My favorite papers of 2017

During my first year of postgrad, almost a decade ago, I developed one of the most valuable habit I’ve developed in my life.
Every Monday morning, sitting in an empty university library, me and a good friend of mine, would pick one paper out of a stack of printed publication. We would then give ourselves the entire week to understand the content, and on Friday, we would debrief it together. We kept a backlog of publications and, every time we stumbled upon an interesting topic, we would pick a publication to deep dive into it.
In less than a semester, we developed a systematic approach to reading scientific literature, navigate through dependencies and previous knowledge, but most important, we were learning how to deep focus into a very specific topic in a limited amount time. The part that I appreciated the most was the journey from being completely clueless, staring at hieroglyphic formulas on a Monday morning, to write those very formulas and explaining how they worked on a Friday afternoon.
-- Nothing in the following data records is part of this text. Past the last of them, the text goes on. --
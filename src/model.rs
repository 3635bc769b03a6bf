//! Data models for the tote report.
//!
//! This module defines the records the report works on:
//! - `ProducerEntry`: one container as emitted by the report producer
//! - `ToteSummary`: the raw per-tote summary of a packing simulation run
//! - `ContainerRecord`: the parsed, immutable view of a container
//!
//! Numeric fields are parsed leniently. A value that cannot be read becomes
//! `None`, which the sorter treats as a not-a-number value.

use std::path::PathBuf;

use serde::{Deserialize, Serialize};
use serde_json::Value;

/// Errors raised while loading a producer report.
#[derive(Debug, thiserror::Error)]
pub enum ReportError {
    #[error("could not read report {path}: {source}")]
    Io {
        path: PathBuf,
        #[source]
        source: std::io::Error,
    },

    #[error("report is not valid JSON: {0}")]
    Json(#[from] serde_json::Error),
}

/// One container entry as emitted by the report producer.
///
/// `item_count` and `volume_utilization` are kept as raw JSON values since
/// the producer may emit numbers, numeric strings or nothing at all.
#[derive(Clone, Debug, Default, PartialEq, Serialize, Deserialize)]
pub struct ProducerEntry {
    pub id: String,
    #[serde(default, alias = "itemCount")]
    pub item_count: Option<Value>,
    #[serde(default, alias = "volumeUtilization", alias = "utilization_percent")]
    pub volume_utilization: Option<Value>,
    /// Comma separated SKU tokens.
    #[serde(default)]
    pub skus: Option<String>,
}

/// A case packed into a tote, as listed in a simulation summary.
#[derive(Clone, Debug, PartialEq, Serialize, Deserialize)]
pub struct PackedItem {
    pub sku: String,
}

/// Per-tote summary of a packing simulation run.
#[derive(Clone, Debug, PartialEq, Serialize, Deserialize)]
pub struct ToteSummary {
    pub id: Value,
    #[serde(default)]
    pub items: Vec<PackedItem>,
    #[serde(default)]
    pub utilization_percent: Option<Value>,
}

impl ToteSummary {
    /// Prefix given to numeric tote ids when converting a summary.
    pub const ID_PREFIX: &'static str = "Tote_";

    /// Converts the summary into the entry shape the report lists.
    ///
    /// SKUs are de-duplicated, keeping the order in which they were packed.
    pub fn into_entry(self) -> ProducerEntry {
        let id = match &self.id {
            Value::String(s) => s.clone(),
            other => format!("{}{}", Self::ID_PREFIX, other),
        };

        let mut skus: Vec<&str> = Vec::new();
        for item in &self.items {
            let sku = item.sku.trim();
            if !sku.is_empty() && !skus.contains(&sku) {
                skus.push(sku);
            }
        }

        ProducerEntry {
            id,
            item_count: Some(Value::from(self.items.len())),
            volume_utilization: self.utilization_percent,
            skus: Some(skus.join(",")),
        }
    }
}

/// A single container in the report.
///
/// Only `visible` changes after parsing; position is owned by the store.
#[derive(Clone, Debug, PartialEq)]
pub struct ContainerRecord {
    id: String,
    item_count: Option<u64>,
    volume_utilization: Option<f64>,
    skus: Vec<String>,
    pub(crate) visible: bool,
}

impl ContainerRecord {
    /// Creates a visible record from already parsed values.
    pub fn new(
        id: impl Into<String>,
        item_count: Option<u64>,
        volume_utilization: Option<f64>,
        skus: Vec<String>,
    ) -> Self {
        Self {
            id: id.into(),
            item_count,
            volume_utilization: volume_utilization.filter(|v| !v.is_nan()),
            skus,
            visible: true,
        }
    }

    /// Parses a producer entry. Never fails; unreadable numbers become `None`.
    pub fn from_entry(entry: &ProducerEntry) -> Self {
        Self::new(
            entry.id.clone(),
            entry.item_count.as_ref().and_then(parse_item_count),
            entry.volume_utilization.as_ref().and_then(parse_utilization),
            entry.skus.as_deref().map(parse_skus).unwrap_or_default(),
        )
    }

    pub fn id(&self) -> &str {
        &self.id
    }

    /// Number of packed items, `None` if the producer value was unreadable.
    pub fn item_count(&self) -> Option<u64> {
        self.item_count
    }

    /// Volume utilization in percent, `None` if the producer value was unreadable.
    pub fn volume_utilization(&self) -> Option<f64> {
        self.volume_utilization
    }

    pub fn skus(&self) -> &[String] {
        &self.skus
    }

    pub fn is_visible(&self) -> bool {
        self.visible
    }
}

/// Reads an item count from a JSON number or a numeric string.
///
/// Negative, fractional, out-of-range and non-numeric values are rejected.
pub fn parse_item_count(value: &Value) -> Option<u64> {
    match value {
        Value::Number(n) => n.as_u64().or_else(|| {
            n.as_f64()
                .filter(|f| *f >= 0.0 && *f < u64::MAX as f64 && f.fract() == 0.0)
                .map(|f| f as u64)
        }),
        Value::String(s) => s.trim().parse::<u64>().ok(),
        _ => None,
    }
}

/// Reads a utilization percentage from a JSON number or a numeric string.
///
/// A single trailing `%` is accepted. NaN and infinities are rejected.
pub fn parse_utilization(value: &Value) -> Option<f64> {
    let parsed = match value {
        Value::Number(n) => n.as_f64(),
        Value::String(s) => {
            let trimmed = s.trim();
            let digits = trimmed.strip_suffix('%').unwrap_or(trimmed).trim_end();
            digits.parse::<f64>().ok()
        }
        _ => None,
    };
    parsed.filter(|v| v.is_finite())
}

/// Splits a comma separated SKU list into trimmed, non-empty tokens.
pub fn parse_skus(raw: &str) -> Vec<String> {
    raw.split(',')
        .map(str::trim)
        .filter(|token| !token.is_empty())
        .map(str::to_owned)
        .collect()
}
//! Core data model types for examforge.
//!
//! Assessment definitions are owned by the catalog and never mutated here.
//! Attempts are owned exclusively by the engine.

use std::collections::BTreeSet;
use std::fmt;
use std::str::FromStr;

use chrono::{DateTime, Utc};
use serde::{Deserialize, Serialize};
use uuid::Uuid;

/// Identifier of a stored attempt.
pub type AttemptId = Uuid;

/// Whether a question is graded by exact comparison or by a human.
#[derive(Debug, Clone, Copy, PartialEq, Eq, Hash, Serialize, Deserialize)]
#[serde(rename_all = "lowercase")]
pub enum QuestionKind {
    Objective,
    Subjective,
}

impl QuestionKind {
    pub fn as_str(&self) -> &'static str {
        match self {
            QuestionKind::Objective => "objective",
            QuestionKind::Subjective => "subjective",
        }
    }
}

impl fmt::Display for QuestionKind {
    fn fmt(&self, f: &mut fmt::Formatter<'_>) -> fmt::Result {
        f.write_str(self.as_str())
    }
}

impl FromStr for QuestionKind {
    type Err = String;

    fn from_str(s: &str) -> Result<Self, Self::Err> {
        match s.to_lowercase().as_str() {
            "objective" | "mcq" => Ok(QuestionKind::Objective),
            "subjective" | "essay" => Ok(QuestionKind::Subjective),
            other => Err(format!("unknown question kind: {other}")),
        }
    }
}

/// A submitted or canonical answer.
///
/// Comparison is per variant: a `Scalar` never equals a `FreeText` even if
/// the strings are the same.
#[derive(Debug, Clone, PartialEq, Eq, Serialize, Deserialize)]
#[serde(tag = "type", content = "value", rename_all = "snake_case")]
pub enum AnswerValue {
    /// A single selected option or short exact answer.
    Scalar(String),
    /// A set of selected options; order is irrelevant.
    MultiSelect(BTreeSet<String>),
    /// Free-form text.
    FreeText(String),
}

impl AnswerValue {
    /// Approximate payload size in bytes, used for request limits.
    pub fn payload_len(&self) -> usize {
        match self {
            AnswerValue::Scalar(s) | AnswerValue::FreeText(s) => s.len(),
            AnswerValue::MultiSelect(items) => items.iter().map(|i| i.len()).sum(),
        }
    }
}

/// Who may attempt an assessment.
#[derive(Debug, Clone, PartialEq, Eq, Serialize, Deserialize)]
#[serde(tag = "type", rename_all = "lowercase")]
pub enum AccessPolicy {
    Public,
    Assigned { students: BTreeSet<String> },
}

impl AccessPolicy {
    pub fn permits(&self, student_id: &str) -> bool {
        match self {
            AccessPolicy::Public => true,
            AccessPolicy::Assigned { students } => students.contains(student_id),
        }
    }
}

/// A single question inside an assessment definition.
#[derive(Debug, Clone, PartialEq, Serialize, Deserialize)]
pub struct Question {
    /// Stable identifier, unique within the assessment.
    pub id: String,
    pub kind: QuestionKind,
    /// Maximum marks (finite, non-negative).
    pub max_marks: f64,
    /// Canonical answer; present for objective questions only.
    #[serde(default)]
    pub answer: Option<AnswerValue>,
    /// Question text shown to students.
    #[serde(default)]
    pub prompt: String,
}

/// An immutable, versioned assessment definition.
#[derive(Debug, Clone, PartialEq, Serialize, Deserialize)]
pub struct AssessmentDefinition {
    pub id: String,
    pub title: String,
    /// Bumped on every republication.
    #[serde(default = "default_version")]
    pub version: u32,
    #[serde(default)]
    pub published: bool,
    /// Start of the access window (inclusive).
    pub starts_at: DateTime<Utc>,
    /// End of the access window (inclusive).
    pub ends_at: DateTime<Utc>,
    pub access: AccessPolicy,
    /// Per-attempt duration cap, counted from `started_at`.
    #[serde(default)]
    pub time_limit_secs: Option<u64>,
    /// Graders allowed to evaluate; empty means any grader.
    #[serde(default)]
    pub graders: Vec<String>,
    #[serde(default)]
    pub questions: Vec<Question>,
}

fn default_version() -> u32 {
    1
}

impl AssessmentDefinition {
    pub fn question(&self, question_id: &str) -> Option<&Question> {
        self.questions.iter().find(|q| q.id == question_id)
    }

    /// True when nothing in this assessment needs a human grader.
    ///
    /// An assessment without questions counts as all-objective.
    pub fn is_all_objective(&self) -> bool {
        self.questions
            .iter()
            .all(|q| q.kind == QuestionKind::Objective)
    }

    pub fn max_score(&self) -> f64 {
        self.questions.iter().map(|q| q.max_marks).sum()
    }

    pub fn grader_allowed(&self, grader_id: &str) -> bool {
        self.graders.is_empty() || self.graders.iter().any(|g| g == grader_id)
    }
}

/// Attempt status. Only ever advances forward.
#[derive(Debug, Clone, Copy, PartialEq, Eq, Hash, PartialOrd, Ord, Serialize, Deserialize)]
#[serde(rename_all = "snake_case")]
pub enum AttemptStatus {
    InProgress,
    Submitted,
    Evaluated,
}

impl AttemptStatus {
    pub fn as_str(&self) -> &'static str {
        match self {
            AttemptStatus::InProgress => "in_progress",
            AttemptStatus::Submitted => "submitted",
            AttemptStatus::Evaluated => "evaluated",
        }
    }
}

impl fmt::Display for AttemptStatus {
    fn fmt(&self, f: &mut fmt::Formatter<'_>) -> fmt::Result {
        f.write_str(self.as_str())
    }
}

impl FromStr for AttemptStatus {
    type Err = String;

    fn from_str(s: &str) -> Result<Self, Self::Err> {
        match s.to_lowercase().replace('-', "_").as_str() {
            "in_progress" => Ok(AttemptStatus::InProgress),
            "submitted" => Ok(AttemptStatus::Submitted),
            "evaluated" => Ok(AttemptStatus::Evaluated),
            other => Err(format!("unknown attempt status: {other}")),
        }
    }
}

/// Grading outcome of a single answer.
///
/// Objective answers use `Ungraded`, `Correct`, `Incorrect`; subjective
/// answers use `Pending` and `Graded`.
#[derive(Debug, Clone, Copy, PartialEq, Eq, Hash, Serialize, Deserialize)]
#[serde(rename_all = "snake_case")]
pub enum GradingOutcome {
    Ungraded,
    Correct,
    Incorrect,
    Pending,
    Graded,
}

impl GradingOutcome {
    pub fn as_str(&self) -> &'static str {
        match self {
            GradingOutcome::Ungraded => "ungraded",
            GradingOutcome::Correct => "correct",
            GradingOutcome::Incorrect => "incorrect",
            GradingOutcome::Pending => "pending",
            GradingOutcome::Graded => "graded",
        }
    }

    /// Initial outcome for a freshly created answer of the given kind.
    pub fn initial(kind: QuestionKind) -> Self {
        match kind {
            QuestionKind::Objective => GradingOutcome::Ungraded,
            QuestionKind::Subjective => GradingOutcome::Pending,
        }
    }
}

impl fmt::Display for GradingOutcome {
    fn fmt(&self, f: &mut fmt::Formatter<'_>) -> fmt::Result {
        f.write_str(self.as_str())
    }
}

impl FromStr for GradingOutcome {
    type Err = String;

    fn from_str(s: &str) -> Result<Self, Self::Err> {
        match s {
            "ungraded" => Ok(GradingOutcome::Ungraded),
            "correct" => Ok(GradingOutcome::Correct),
            "incorrect" => Ok(GradingOutcome::Incorrect),
            "pending" => Ok(GradingOutcome::Pending),
            "graded" => Ok(GradingOutcome::Graded),
            other => Err(format!("unknown grading outcome: {other}")),
        }
    }
}

/// One student's answer to one question.
#[derive(Debug, Clone, PartialEq, Serialize, Deserialize)]
pub struct AnswerRecord {
    pub question_id: String,
    pub kind: QuestionKind,
    /// `None` until the student saves something.
    #[serde(default)]
    pub value: Option<AnswerValue>,
    pub outcome: GradingOutcome,
    pub marks_awarded: f64,
    /// Grader comment for subjective answers.
    #[serde(default)]
    pub comment: Option<String>,
    #[serde(default)]
    pub saved_at: Option<DateTime<Utc>>,
}

impl AnswerRecord {
    /// An unanswered record for `question`.
    pub fn blank(question: &Question) -> Self {
        Self {
            question_id: question.id.clone(),
            kind: question.kind,
            value: None,
            outcome: GradingOutcome::initial(question.kind),
            marks_awarded: 0.0,
            comment: None,
            saved_at: None,
        }
    }
}

/// A student's single attempt at a single assessment.
#[derive(Debug, Clone, PartialEq, Serialize, Deserialize)]
pub struct Attempt {
    pub id: AttemptId,
    pub assessment_id: String,
    pub student_id: String,
    /// Definition version the attempt was started against.
    pub definition_version: u32,
    pub status: AttemptStatus,
    pub started_at: DateTime<Utc>,
    #[serde(default)]
    pub submitted_at: Option<DateTime<Utc>>,
    #[serde(default)]
    pub evaluated_at: Option<DateTime<Utc>>,
    /// Derived from the answers; never set directly by clients.
    pub total_score: f64,
    #[serde(default)]
    pub feedback: Option<String>,
    #[serde(default)]
    pub grader_id: Option<String>,
    /// One record per question, in definition order.
    pub answers: Vec<AnswerRecord>,
}

impl Attempt {
    /// A fresh in-progress attempt with a blank record for every question.
    pub fn new(definition: &AssessmentDefinition, student_id: &str, now: DateTime<Utc>) -> Self {
        Self {
            id: Uuid::new_v4(),
            assessment_id: definition.id.clone(),
            student_id: student_id.to_string(),
            definition_version: definition.version,
            status: AttemptStatus::InProgress,
            started_at: now,
            submitted_at: None,
            evaluated_at: None,
            total_score: 0.0,
            feedback: None,
            grader_id: None,
            answers: definition.questions.iter().map(AnswerRecord::blank).collect(),
        }
    }

    pub fn answer(&self, question_id: &str) -> Option<&AnswerRecord> {
        self.answers.iter().find(|a| a.question_id == question_id)
    }

    pub fn answer_mut(&mut self, question_id: &str) -> Option<&mut AnswerRecord> {
        self.answers.iter_mut().find(|a| a.question_id == question_id)
    }

    pub fn marks_sum(&self) -> f64 {
        self.answers.iter().map(|a| a.marks_awarded).sum()
    }

    /// Holds for every submitted or evaluated attempt.
    pub fn is_score_consistent(&self) -> bool {
        self.status == AttemptStatus::InProgress || self.total_score == self.marks_sum()
    }
}

/// Grader-supplied marks for one subjective question.
#[derive(Debug, Clone, PartialEq, Serialize, Deserialize)]
pub struct GradeEntry {
    pub question_id: String,
    pub marks_awarded: f64,
    #[serde(default)]
    pub comment: Option<String>,
}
One of 2017’s resolutions was to go back, in a systematic way, to that habit. A very hard beginning, with a lot of frustration and brain fatigue, soon left space to a gratifying momentum.
2017 has been a rich year for the scientific community orbiting around computer science.
The ML trend is growing strong and more companies are publishing as a mean to attract top industry talents and strengthen their position as innovators.
I read from cryptography to computer vision, quite often falling back on my favorite topics like data infrastructure, machine learning and music information retrieval.

After 28 papers crunched in the last year, and at least other 30 dropped in the process, here some of my favorite.
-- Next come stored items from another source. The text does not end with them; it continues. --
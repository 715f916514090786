//! Attempt state machine.
//!
//! ```text
//! in_progress --submit--> submitted --evaluate--> evaluated
//!      \________submit (all objective)________/
//! ```
//!
//! Every transition is a plain function over `&mut Attempt`. Stores run them
//! inside their atomic read-modify-write, so a transition that returns an
//! error leaves the stored attempt untouched.

use chrono::{DateTime, Utc};

use crate::error::{EngineError, FrozenReason};
use crate::gateway::{check_grading, Grading};
use crate::grader;
use crate::model::{
    AnswerRecord, AnswerValue, AssessmentDefinition, Attempt, AttemptStatus, GradingOutcome,
    QuestionKind,
};

/// Whether a transition changed the attempt.
#[derive(Debug, Clone, Copy, PartialEq, Eq)]
pub enum Applied {
    Changed,
    Unchanged,
}

/// Fail if the catalog now serves a different version than the attempt was
/// started against.
pub fn ensure_bound(attempt: &Attempt, definition: &AssessmentDefinition) -> Result<(), EngineError> {
    if attempt.definition_version != definition.version {
        return Err(EngineError::DefinitionChanged {
            assessment_id: definition.id.clone(),
            bound: attempt.definition_version,
            current: definition.version,
        });
    }
    Ok(())
}

/// Store `value` as the answer to `question_id`. Last write wins.
pub fn record_answer(
    attempt: &mut Attempt,
    question_id: &str,
    value: AnswerValue,
    saved_at: DateTime<Utc>,
) -> Result<(), EngineError> {
    if attempt.status != AttemptStatus::InProgress {
        return Err(EngineError::NotMutable {
            attempt_id: attempt.id,
            reason: FrozenReason::Status(attempt.status),
        });
    }
    let answer = attempt
        .answer_mut(question_id)
        .ok_or_else(|| EngineError::UnknownQuestion(question_id.to_string()))?;
    answer.value = Some(value);
    answer.saved_at = Some(saved_at);
    Ok(())
}

/// Freeze the attempt and auto-grade every objective answer.
///
/// When no question needs a human the attempt goes straight to
/// `evaluated` in this same call.
pub fn submit(
    attempt: &mut Attempt,
    definition: &AssessmentDefinition,
    now: DateTime<Utc>,
) -> Result<(), EngineError> {
    ensure_bound(attempt, definition)?;
    if attempt.status != AttemptStatus::InProgress {
        return Err(EngineError::AlreadySubmitted(attempt.id));
    }

    for answer in &mut attempt.answers {
        let question = definition
            .question(&answer.question_id)
            .ok_or_else(|| EngineError::UnknownQuestion(answer.question_id.clone()))?;
        let score = grader::score(question, answer.value.as_ref());
        answer.outcome = score.outcome;
        answer.marks_awarded = score.marks_awarded;
    }

    attempt.total_score = attempt.marks_sum();
    attempt.submitted_at = Some(now);
    if definition.is_all_objective() {
        attempt.status = AttemptStatus::Evaluated;
        attempt.evaluated_at = Some(now);
    } else {
        attempt.status = AttemptStatus::Submitted;
    }
    Ok(())
}

/// Apply a grader's marks and finalize the attempt.
///
/// On an already evaluated attempt this is a no-op when the grading would
/// produce exactly the stored result, and a conflict otherwise.
pub fn evaluate(
    attempt: &mut Attempt,
    definition: &AssessmentDefinition,
    grading: &Grading,
    now: DateTime<Utc>,
) -> Result<Applied, EngineError> {
    ensure_bound(attempt, definition)?;
    if attempt.status == AttemptStatus::InProgress {
        return Err(EngineError::NotSubmitted(attempt.id));
    }
    check_grading(definition, grading)?;

    let answers: Vec<AnswerRecord> = attempt
        .answers
        .iter()
        .map(|answer| merge_grade(answer, grading))
        .collect();
    let feedback = grading.normalized_feedback();

    if attempt.status == AttemptStatus::Evaluated {
        if answers == attempt.answers && feedback == attempt.feedback {
            return Ok(Applied::Unchanged);
        }
        return Err(EngineError::EvaluationConflict(attempt.id));
    }

    attempt.answers = answers;
    attempt.total_score = attempt.marks_sum();
    attempt.feedback = feedback;
    attempt.grader_id = Some(grading.grader_id.clone());
    attempt.status = AttemptStatus::Evaluated;
    attempt.evaluated_at = Some(now);
    Ok(Applied::Changed)
}

fn merge_grade(answer: &AnswerRecord, grading: &Grading) -> AnswerRecord {
    let mut merged = answer.clone();
    if answer.kind != QuestionKind::Subjective {
        return merged;
    }
    if let Some(entry) = grading.entry(&answer.question_id) {
        merged.outcome = GradingOutcome::Graded;
        merged.marks_awarded = entry.marks_awarded;
        merged.comment = entry
            .comment
            .as_deref()
            .map(str::trim)
            .filter(|c| !c.is_empty())
            .map(str::to_string);
    }
    merged
}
An efficient bandit algorithm for realtime multivariate optimization

Hill et al. – Amazon

Found looking through KDD’17 submissions

You just entered in a casino, in front of you 4 slots machines, all different from each other.
This is your chance to get rich. With your bucket full of coins you get closer, not sure which one to start with.
After a moment of uncertainty you go for the second slot machine from the left.
Insert the first coin, and pull the level.

You lose.

You try 2 more time before you finally win. You feel the rush of excitement, and here the 4th coin goes, and again, another win. This slot machine must be a very good one – you think – I’ll stick with it. You are in what is technically called exploitation mode. Your confidence in having found the right machine makes you stick to it.
Unfortunately your next 50 tries are not as successful as you were expecting.
You finally decide to give up on slot machine #2, and slide to the right to slot machine #3. Couple of tries are unsuccessful and in full despair you slide right right, to slot machine #4. Now you are in exploration mode, fast changing from one slot machine to another, in order to get a sense which one is more likely to give the highest reward.
You just learned 2 important lessons. ‘The house always win’ and how complex is to create a strategy that balance exploration and exploitation in an unknown environment.
Too little exploration and you may be stuck with the wrong slot machine, to much exploration may result in loss of rewards you could have collected if only you spent a little bit more time on ‘that’ slot machine.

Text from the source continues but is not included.